• WHAT TO WORK ON
Reproduce only the stretch of entries below that begins at the first line and ends at the line holding "Drops blank lines".

THE INPUT START

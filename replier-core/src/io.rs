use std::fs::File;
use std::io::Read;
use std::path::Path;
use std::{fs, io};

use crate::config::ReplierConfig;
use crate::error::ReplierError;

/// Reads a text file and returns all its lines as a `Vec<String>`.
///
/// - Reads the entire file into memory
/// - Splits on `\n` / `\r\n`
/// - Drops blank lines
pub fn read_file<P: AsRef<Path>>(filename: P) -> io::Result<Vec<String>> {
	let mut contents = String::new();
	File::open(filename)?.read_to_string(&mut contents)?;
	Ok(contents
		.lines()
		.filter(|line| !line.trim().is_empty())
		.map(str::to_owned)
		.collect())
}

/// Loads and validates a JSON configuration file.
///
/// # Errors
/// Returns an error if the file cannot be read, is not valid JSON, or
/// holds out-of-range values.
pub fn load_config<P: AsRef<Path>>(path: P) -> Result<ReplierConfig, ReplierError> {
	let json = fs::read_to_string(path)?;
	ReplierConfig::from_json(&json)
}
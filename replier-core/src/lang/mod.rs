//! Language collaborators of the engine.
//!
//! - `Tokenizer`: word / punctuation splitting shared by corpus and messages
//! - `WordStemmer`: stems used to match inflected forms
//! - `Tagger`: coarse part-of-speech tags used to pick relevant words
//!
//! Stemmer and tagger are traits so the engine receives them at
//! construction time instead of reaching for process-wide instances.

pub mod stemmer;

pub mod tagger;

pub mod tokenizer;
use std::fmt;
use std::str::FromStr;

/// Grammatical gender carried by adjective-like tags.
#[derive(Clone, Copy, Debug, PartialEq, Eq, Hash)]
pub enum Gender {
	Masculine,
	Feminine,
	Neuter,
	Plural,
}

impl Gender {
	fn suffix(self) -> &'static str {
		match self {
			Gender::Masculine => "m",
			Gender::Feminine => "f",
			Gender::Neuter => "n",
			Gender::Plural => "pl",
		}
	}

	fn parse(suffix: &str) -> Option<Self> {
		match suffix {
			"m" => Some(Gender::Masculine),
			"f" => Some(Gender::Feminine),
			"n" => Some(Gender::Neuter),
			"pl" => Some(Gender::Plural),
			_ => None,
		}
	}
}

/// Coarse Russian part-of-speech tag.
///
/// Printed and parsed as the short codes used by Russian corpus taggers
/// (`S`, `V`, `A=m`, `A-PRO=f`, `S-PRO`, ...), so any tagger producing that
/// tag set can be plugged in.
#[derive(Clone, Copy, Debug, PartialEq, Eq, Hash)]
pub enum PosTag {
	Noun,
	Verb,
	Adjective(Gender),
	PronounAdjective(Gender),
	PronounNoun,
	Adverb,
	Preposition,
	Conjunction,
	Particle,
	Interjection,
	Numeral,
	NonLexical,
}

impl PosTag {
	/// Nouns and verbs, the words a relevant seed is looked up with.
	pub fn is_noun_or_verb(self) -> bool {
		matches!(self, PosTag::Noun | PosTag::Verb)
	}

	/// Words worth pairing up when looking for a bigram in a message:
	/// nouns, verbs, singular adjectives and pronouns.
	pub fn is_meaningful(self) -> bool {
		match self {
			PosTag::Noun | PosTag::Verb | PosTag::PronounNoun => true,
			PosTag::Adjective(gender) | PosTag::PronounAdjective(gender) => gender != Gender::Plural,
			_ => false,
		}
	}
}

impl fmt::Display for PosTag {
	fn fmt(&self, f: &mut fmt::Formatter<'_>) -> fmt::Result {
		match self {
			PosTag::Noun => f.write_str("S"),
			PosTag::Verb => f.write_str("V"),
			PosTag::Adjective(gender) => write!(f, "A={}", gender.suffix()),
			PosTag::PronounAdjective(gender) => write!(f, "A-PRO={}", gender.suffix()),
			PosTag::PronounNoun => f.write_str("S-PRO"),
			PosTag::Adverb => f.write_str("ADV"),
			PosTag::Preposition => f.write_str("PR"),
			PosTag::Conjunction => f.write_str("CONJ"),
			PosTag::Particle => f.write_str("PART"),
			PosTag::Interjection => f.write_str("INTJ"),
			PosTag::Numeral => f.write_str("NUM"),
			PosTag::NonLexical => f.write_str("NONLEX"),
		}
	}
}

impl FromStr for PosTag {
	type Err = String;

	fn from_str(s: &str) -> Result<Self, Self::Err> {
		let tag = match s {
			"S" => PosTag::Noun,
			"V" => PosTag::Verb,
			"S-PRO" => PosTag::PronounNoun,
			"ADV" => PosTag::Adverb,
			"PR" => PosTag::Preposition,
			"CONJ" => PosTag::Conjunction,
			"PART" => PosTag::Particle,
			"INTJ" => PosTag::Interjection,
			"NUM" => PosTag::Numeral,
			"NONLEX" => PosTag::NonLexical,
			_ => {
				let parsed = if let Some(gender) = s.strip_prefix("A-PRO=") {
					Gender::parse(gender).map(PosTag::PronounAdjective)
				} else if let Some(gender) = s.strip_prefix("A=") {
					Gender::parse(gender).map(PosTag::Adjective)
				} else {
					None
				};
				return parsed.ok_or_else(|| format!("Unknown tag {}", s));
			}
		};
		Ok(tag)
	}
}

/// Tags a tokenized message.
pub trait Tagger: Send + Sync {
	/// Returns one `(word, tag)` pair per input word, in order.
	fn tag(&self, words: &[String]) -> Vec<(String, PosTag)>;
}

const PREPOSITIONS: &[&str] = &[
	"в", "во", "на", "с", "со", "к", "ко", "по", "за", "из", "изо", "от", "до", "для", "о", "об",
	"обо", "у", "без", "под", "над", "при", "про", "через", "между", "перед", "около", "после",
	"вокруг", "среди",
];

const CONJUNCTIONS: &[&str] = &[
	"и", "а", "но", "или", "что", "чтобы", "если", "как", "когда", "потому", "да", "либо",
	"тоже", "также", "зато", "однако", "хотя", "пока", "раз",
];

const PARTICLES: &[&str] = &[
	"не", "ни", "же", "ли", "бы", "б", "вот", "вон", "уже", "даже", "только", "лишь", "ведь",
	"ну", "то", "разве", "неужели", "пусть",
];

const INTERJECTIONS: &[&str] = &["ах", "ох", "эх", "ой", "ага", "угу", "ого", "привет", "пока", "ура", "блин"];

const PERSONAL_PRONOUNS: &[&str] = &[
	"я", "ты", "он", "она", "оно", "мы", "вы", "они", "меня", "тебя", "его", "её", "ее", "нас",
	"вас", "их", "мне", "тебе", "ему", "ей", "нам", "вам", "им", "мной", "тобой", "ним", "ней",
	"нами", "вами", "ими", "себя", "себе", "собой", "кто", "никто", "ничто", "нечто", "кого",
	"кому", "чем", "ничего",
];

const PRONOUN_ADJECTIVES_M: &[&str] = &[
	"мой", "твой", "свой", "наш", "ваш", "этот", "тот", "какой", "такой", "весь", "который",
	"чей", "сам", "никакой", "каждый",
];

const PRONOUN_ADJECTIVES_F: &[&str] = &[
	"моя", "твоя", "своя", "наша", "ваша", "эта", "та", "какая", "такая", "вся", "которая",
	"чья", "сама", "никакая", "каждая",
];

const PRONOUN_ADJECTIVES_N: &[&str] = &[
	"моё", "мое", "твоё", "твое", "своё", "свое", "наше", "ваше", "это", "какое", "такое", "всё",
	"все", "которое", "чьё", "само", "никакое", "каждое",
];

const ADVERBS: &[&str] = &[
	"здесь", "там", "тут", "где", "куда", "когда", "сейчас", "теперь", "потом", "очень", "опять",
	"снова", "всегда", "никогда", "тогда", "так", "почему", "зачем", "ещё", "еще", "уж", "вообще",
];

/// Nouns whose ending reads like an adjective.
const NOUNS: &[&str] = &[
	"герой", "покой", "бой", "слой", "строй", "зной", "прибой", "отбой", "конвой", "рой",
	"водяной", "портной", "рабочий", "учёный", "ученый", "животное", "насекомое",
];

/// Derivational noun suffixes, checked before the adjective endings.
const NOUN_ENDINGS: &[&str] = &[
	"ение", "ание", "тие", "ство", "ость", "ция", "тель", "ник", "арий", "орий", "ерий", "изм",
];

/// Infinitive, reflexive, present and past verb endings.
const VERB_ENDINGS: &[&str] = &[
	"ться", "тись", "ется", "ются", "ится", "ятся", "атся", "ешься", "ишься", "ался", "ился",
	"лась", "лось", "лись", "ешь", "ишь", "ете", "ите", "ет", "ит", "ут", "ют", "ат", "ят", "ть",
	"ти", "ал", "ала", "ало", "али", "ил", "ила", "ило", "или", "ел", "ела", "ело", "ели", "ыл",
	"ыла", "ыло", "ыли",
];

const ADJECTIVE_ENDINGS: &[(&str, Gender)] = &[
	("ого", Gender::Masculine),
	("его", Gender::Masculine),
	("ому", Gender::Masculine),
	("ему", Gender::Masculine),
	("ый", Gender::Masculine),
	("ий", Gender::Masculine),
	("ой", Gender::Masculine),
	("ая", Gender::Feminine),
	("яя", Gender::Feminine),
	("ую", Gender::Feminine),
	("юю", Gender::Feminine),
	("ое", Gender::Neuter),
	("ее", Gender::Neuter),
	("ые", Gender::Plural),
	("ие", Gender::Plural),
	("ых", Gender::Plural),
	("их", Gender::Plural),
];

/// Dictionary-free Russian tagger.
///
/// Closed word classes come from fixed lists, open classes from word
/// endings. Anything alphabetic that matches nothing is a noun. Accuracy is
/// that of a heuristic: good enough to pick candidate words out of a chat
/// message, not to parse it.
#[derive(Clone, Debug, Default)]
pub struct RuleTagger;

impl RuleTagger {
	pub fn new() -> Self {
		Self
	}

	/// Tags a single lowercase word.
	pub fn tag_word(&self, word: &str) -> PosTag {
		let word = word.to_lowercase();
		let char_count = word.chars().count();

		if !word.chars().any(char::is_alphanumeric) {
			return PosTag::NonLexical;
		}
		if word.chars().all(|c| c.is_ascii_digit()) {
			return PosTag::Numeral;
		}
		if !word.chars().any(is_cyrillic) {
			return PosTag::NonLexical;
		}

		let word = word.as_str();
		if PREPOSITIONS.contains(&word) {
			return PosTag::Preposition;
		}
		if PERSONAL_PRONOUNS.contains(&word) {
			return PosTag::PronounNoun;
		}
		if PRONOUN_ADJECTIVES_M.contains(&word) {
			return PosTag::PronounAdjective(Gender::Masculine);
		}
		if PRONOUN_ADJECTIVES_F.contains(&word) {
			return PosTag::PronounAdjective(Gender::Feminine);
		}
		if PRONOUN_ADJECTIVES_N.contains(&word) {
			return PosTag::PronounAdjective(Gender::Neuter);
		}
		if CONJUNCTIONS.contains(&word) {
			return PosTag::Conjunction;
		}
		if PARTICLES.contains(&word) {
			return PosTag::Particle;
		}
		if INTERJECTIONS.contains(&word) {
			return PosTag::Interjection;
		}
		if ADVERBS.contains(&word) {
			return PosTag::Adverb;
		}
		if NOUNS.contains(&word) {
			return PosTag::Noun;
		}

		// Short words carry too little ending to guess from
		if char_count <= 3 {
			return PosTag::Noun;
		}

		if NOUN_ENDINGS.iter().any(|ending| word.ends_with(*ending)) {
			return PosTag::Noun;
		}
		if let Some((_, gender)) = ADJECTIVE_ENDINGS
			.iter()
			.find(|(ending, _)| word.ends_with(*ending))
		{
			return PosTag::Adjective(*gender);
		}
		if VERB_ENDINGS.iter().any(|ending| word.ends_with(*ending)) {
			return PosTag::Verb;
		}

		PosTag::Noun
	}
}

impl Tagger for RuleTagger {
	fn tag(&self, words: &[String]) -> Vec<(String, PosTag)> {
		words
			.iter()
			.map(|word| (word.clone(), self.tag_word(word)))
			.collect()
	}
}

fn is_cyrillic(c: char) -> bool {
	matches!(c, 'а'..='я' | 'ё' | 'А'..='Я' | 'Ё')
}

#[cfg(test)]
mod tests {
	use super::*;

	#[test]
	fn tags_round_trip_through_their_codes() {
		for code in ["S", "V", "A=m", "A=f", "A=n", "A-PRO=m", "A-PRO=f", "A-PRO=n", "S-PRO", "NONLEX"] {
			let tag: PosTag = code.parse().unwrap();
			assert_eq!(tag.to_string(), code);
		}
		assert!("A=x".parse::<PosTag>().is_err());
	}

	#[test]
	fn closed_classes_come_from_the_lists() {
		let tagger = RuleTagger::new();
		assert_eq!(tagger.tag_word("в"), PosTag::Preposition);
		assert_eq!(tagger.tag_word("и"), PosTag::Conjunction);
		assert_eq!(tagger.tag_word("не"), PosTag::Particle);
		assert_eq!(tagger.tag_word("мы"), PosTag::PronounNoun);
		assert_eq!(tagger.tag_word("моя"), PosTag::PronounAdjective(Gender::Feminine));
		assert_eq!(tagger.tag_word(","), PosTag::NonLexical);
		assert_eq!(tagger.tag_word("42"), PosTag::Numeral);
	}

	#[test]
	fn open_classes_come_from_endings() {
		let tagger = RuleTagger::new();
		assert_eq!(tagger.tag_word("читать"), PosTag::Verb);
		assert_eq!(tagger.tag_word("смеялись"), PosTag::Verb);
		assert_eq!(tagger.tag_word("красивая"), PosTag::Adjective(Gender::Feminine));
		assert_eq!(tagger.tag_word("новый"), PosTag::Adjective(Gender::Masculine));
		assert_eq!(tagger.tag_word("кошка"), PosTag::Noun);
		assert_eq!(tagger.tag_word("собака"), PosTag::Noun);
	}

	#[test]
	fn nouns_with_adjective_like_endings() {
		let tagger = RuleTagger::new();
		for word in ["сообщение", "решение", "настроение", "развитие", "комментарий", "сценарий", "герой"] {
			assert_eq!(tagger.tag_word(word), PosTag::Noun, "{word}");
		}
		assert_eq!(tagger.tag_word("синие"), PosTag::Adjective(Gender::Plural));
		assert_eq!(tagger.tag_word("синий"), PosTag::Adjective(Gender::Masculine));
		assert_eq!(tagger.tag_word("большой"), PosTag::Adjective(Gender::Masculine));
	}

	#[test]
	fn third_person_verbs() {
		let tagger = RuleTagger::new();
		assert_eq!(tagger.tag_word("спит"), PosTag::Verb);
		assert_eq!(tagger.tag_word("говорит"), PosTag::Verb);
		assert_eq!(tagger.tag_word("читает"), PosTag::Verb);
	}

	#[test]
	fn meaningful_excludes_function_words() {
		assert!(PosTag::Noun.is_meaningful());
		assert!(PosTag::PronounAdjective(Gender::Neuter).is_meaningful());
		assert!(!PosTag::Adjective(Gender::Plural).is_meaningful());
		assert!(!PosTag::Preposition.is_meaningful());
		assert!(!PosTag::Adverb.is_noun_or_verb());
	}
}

THE INPUT END

• ANSWER BOX
filename replier-core/src/io.rs
use std::fs::File;
use std::io::Read;
use std::path::Path;
use std::{fs, io};

use crate::config::ReplierConfig;
use crate::error::ReplierError;

/// Reads a text file and returns all its lines as a `Vec<String>`.
///
/// - Reads the entire file into memory
/// - Splits on `\n` / `\r\n`
/// - Drops blank lines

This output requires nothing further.